23Unfortunately, by supporting a more expressive set of programs, we have
24introduced several new execution challenges.
25
26Relay's interpreter can execute the full language but has notable limitations
27that make it unsuited for production deployments. It is structured as an inefficient
28interpreter that performs AST traversal to execute the program. This approach is conceptually
29simple but inefficient, as the AST traversal heavily relies on indirection.
30
31There are further challenges in compiling dynamic code, such as dynamic scheduling and allocation,
32fully dynamic tensor shapes, and control flow. The interpreter offers simple solutions
33for these, but none is sufficiently compelling or optimized.
34
35The second execution mechanism is the existing graph runtime. In order to target Relay
36programs to this, we compile a small subset of them to the old graph format and execute
37them on the runtime. Graph runtime provides a fast execution experience but only for a very limited
38subset of Relay programs.
39
40An alternative but not-standard approach is Relay's ahead-of-time compiler,
41which compiles a Relay program into a shared library containing an ahead-of-time
42implementation. The ahead-of-time compiler provides compelling performance
43but is difficult to extend and instrument, which can only be done by modifying the
44code generation and optimization mechanisms.
45
46The Relay virtual machine is intended to be a framework that balances these competing
47approaches, providing a dynamic execution environment which can be extended, instrumented,
48and integrated with other approaches like ahead-of-time compilation via a flexible extension
49mechanism.
50
51The virtual machine is designed to strike a balance between performance and flexibility
52when deploying and executing Relay programs, without giving up the benefits of TVM.
53
54Virtual machine (VM) design is a well-studied area in programming languages and systems,
55and there have been various virtual machine designs for both full-fledged
56and embedded programing languages.
57Previous language VM designs have been heavily tailored to the execution profile of traditional programs.
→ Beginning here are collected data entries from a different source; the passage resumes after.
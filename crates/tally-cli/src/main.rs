//! Tally CLI - Drive and inspect a treasury governance ledger.
//!
//! Runs scenario scripts against a fresh ledger, writes default configs,
//! and checks saved snapshots against their own event history.

pub mod config;
pub mod output;
pub mod scenario;
pub mod telemetry;

use clap::{Parser, Subcommand};
use std::path::PathBuf;
use tally_governance::{AccountBook, GovernanceLedger, LedgerSnapshot, LedgerState, StaticWeights};
use tracing::info;

use crate::config::{LogFormat, TallyConfig};
use crate::scenario::Script;

/// Command-line arguments.
#[derive(Parser, Debug)]
#[command(name = "tally")]
#[command(about = "Tally - treasury governance ledger")]
#[command(version = env!("CARGO_PKG_VERSION"))]
struct Cli {
    /// Config file path
    #[arg(short, long, value_name = "FILE", global = true)]
    config: Option<PathBuf>,

    /// Log level, overrides the config file
    #[arg(short, long, global = true)]
    log_level: Option<String>,

    /// Log format, overrides the config file
    #[arg(long, value_enum, global = true)]
    log_format: Option<LogFormat>,

    #[command(subcommand)]
    command: Command,
}

#[derive(Subcommand, Debug)]
enum Command {
    /// Write a default configuration file
    Init {
        #[arg(short, long, default_value = "tally.toml")]
        out: PathBuf,
        /// Overwrite an existing file
        #[arg(long)]
        force: bool,
    },
    /// Execute a scenario script
    Run {
        script: PathBuf,
        /// Print the event log as JSON lines
        #[arg(long)]
        json: bool,
        /// Save the final ledger to this file
        #[arg(long, value_name = "FILE")]
        snapshot: Option<PathBuf>,
    },
    /// Replay a snapshot's events and compare with its tables
    Replay { snapshot: PathBuf },
}

fn main() -> anyhow::Result<()> {
    let cli = Cli::parse();

    let mut config = match &cli.config {
        Some(path) => TallyConfig::from_file(path)?,
        None => TallyConfig::default(),
    };
    if let Some(level) = &cli.log_level {
        config.logging.level = level.clone();
    }
    if let Some(format) = cli.log_format {
        config.logging.format = format;
    }
    config.validate()?;
    let log_guard = telemetry::init_from_config(&config.logging)?;

    let result = execute(cli.command, config);
    if let Err(e) = &result {
        output::print_error(&e.to_string());
    }
    // Flush the file writer before the process exits
    drop(log_guard);
    if result.is_err() {
        std::process::exit(1);
    }
    Ok(())
}

fn execute(command: Command, config: TallyConfig) -> anyhow::Result<()> {
    match command {
        Command::Init { out, force } => {
            if out.exists() && !force {
                anyhow::bail!("{} already exists, pass --force to overwrite", out.display());
            }
            config.to_file(&out)?;
            output::print_success(&format!("Wrote {}", out.display()));
        }
        Command::Run { script, json, snapshot } => {
            let script = Script::from_file(&script)?;
            info!("Running {} steps with quorum {}", script.steps.len(), config.ledger.quorum);

            let run = script.run(config.ledger.clone())?;
            if json {
                output::print_events_json(run.ledger.events())?;
            } else {
                for (i, (step, outcome)) in run.outcomes.iter().enumerate() {
                    output::print_outcome(i, step, outcome);
                }
                println!();
                println!("{}", output::proposal_table(run.ledger.state().proposals()));
                let rejected = run.outcomes.iter().filter(|(_, outcome)| outcome.is_rejected()).count();
                output::print_info(&format!(
                    "Treasury {} | paid out {} | {} events | {} of {} steps rejected",
                    run.ledger.treasury_balance(),
                    run.book.total_paid(),
                    run.ledger.events().len(),
                    rejected,
                    run.outcomes.len()
                ));
            }

            if let Some(path) = snapshot {
                run.ledger.state().snapshot().save_json(&path)?;
                output::print_success(&format!("Snapshot saved to {}", path.display()));
            }
        }
        Command::Replay { snapshot } => {
            let snapshot = LedgerSnapshot::load_json(&snapshot)?;
            let events = snapshot.events.len();
            let ledger = rebuild(snapshot)?;

            println!("{}", output::proposal_table(ledger.state().proposals()));
            output::print_success(&format!(
                "{} events replay to the saved state ({} proposals, treasury {})",
                events,
                ledger.proposal_count(),
                ledger.treasury_balance()
            ));
        }
    }
    Ok(())
}

/// Restore a snapshot after checking its tables against its own events.
///
/// The rebuilt ledger has no weights and an empty payout book; it is only
/// good for inspection.
fn rebuild(snapshot: LedgerSnapshot) -> anyhow::Result<GovernanceLedger<StaticWeights>> {
    let mismatches = snapshot.mismatches()?;
    if !mismatches.is_empty() {
        for m in &mismatches {
            output::print_error(m);
        }
        anyhow::bail!("{} mismatches between events and saved state", mismatches.len());
    }

    let state = LedgerState::restore(snapshot, Box::new(AccountBook::new()))?;
    Ok(GovernanceLedger::from_state(state, StaticWeights::new()))
}

#[cfg(test)]
mod tests {
    use super::*;
    use tally_governance::{Address, Amount, LedgerConfig, ProposalDraft};

    #[test]
    fn test_cli_args() {
        let cli = Cli::parse_from(["tally", "--log-level", "debug", "run", "demo.toml", "--json"]);
        assert_eq!(cli.log_level.as_deref(), Some("debug"));
        match cli.command {
            Command::Run { script, json, snapshot } => {
                assert_eq!(script, PathBuf::from("demo.toml"));
                assert!(json);
                assert!(snapshot.is_none());
            }
            other => panic!("unexpected command {:?}", other),
        }
    }

    fn snapshot() -> LedgerSnapshot {
        let owner = Address::from_bytes([1u8; 20]);
        let mut state =
            LedgerState::new(LedgerConfig::new(Amount::from(10u64), owner), Box::new(AccountBook::new())).unwrap();
        state.deposit(owner, Amount::from(15u64)).unwrap();
        let draft = ProposalDraft::new("A", "B", Amount::from(5u64), Address::from_bytes([9u8; 20]));
        let id = state.propose(owner, Amount::from(1u64), draft.clone()).unwrap();
        state.vote(owner, Amount::from(20u64), id, true).unwrap();
        state.finalize(owner, Amount::from(20u64), id).unwrap();
        state.propose(owner, Amount::from(1u64), draft).unwrap();
        state.snapshot()
    }

    #[test]
    fn test_rebuild_consistent_snapshot() {
        let ledger = rebuild(snapshot()).unwrap();
        assert_eq!(ledger.proposal_count(), 2);
        assert_eq!(ledger.treasury_balance(), Amount::from(10u64));
        assert!(ledger.proposal(1).unwrap().finalized);
    }

    #[test]
    fn test_rebuild_detects_tampering() {
        let mut tampered = snapshot();
        tampered.treasury_balance = Amount::from(500u64);
        tampered.proposals[0].net_votes = 1_000;
        assert_eq!(tampered.mismatches().unwrap().len(), 2);
        assert!(rebuild(tampered).is_err());
    }

    #[test]
    fn test_rebuild_detects_dropped_proposal() {
        let mut dropped = snapshot();
        dropped.proposals.remove(1);
        assert_eq!(dropped.mismatches().unwrap().len(), 1);
        assert!(rebuild(dropped).is_err());
    }
}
58Traditional programs manipulate small scalar values and consist of a large number of low-level instructions.
59The sheer quantity of instructions requires instruction execution and dispatch to be extremely efficient.
60In the context of machine learning we manipulate primarily tensor values, using a (relatively)
61low number of high level instructions. ML programs' cost centers are expensive operator invocations,
62such as GEMM or convolution, over a large input. Due to the execution profile exhibited by ML programs,
63micro-optimizations present in scalar VMs are dramatically less important.
64
65TVM has provided strong support for vision models,
66but we want to grow to support a wider variety of models.
67The graph runtime is able to utilize the fully static nature of the input graphs to perform
68aggressive optimization such as fully static allocation, and optimal memory reuse.
69When we introduce models which make use of control flow, recursion, dynamic shapes, and dynamic
70allocation, we must change how execution works. A virtual machine for Relay is a natural choice.
71
72The rest of this document provides a high-level overview of the Relay
73virtual machine design and its instruction set.
74
75Design
76------
77
78The VM's design is focused on simplicity without sacrificing performance.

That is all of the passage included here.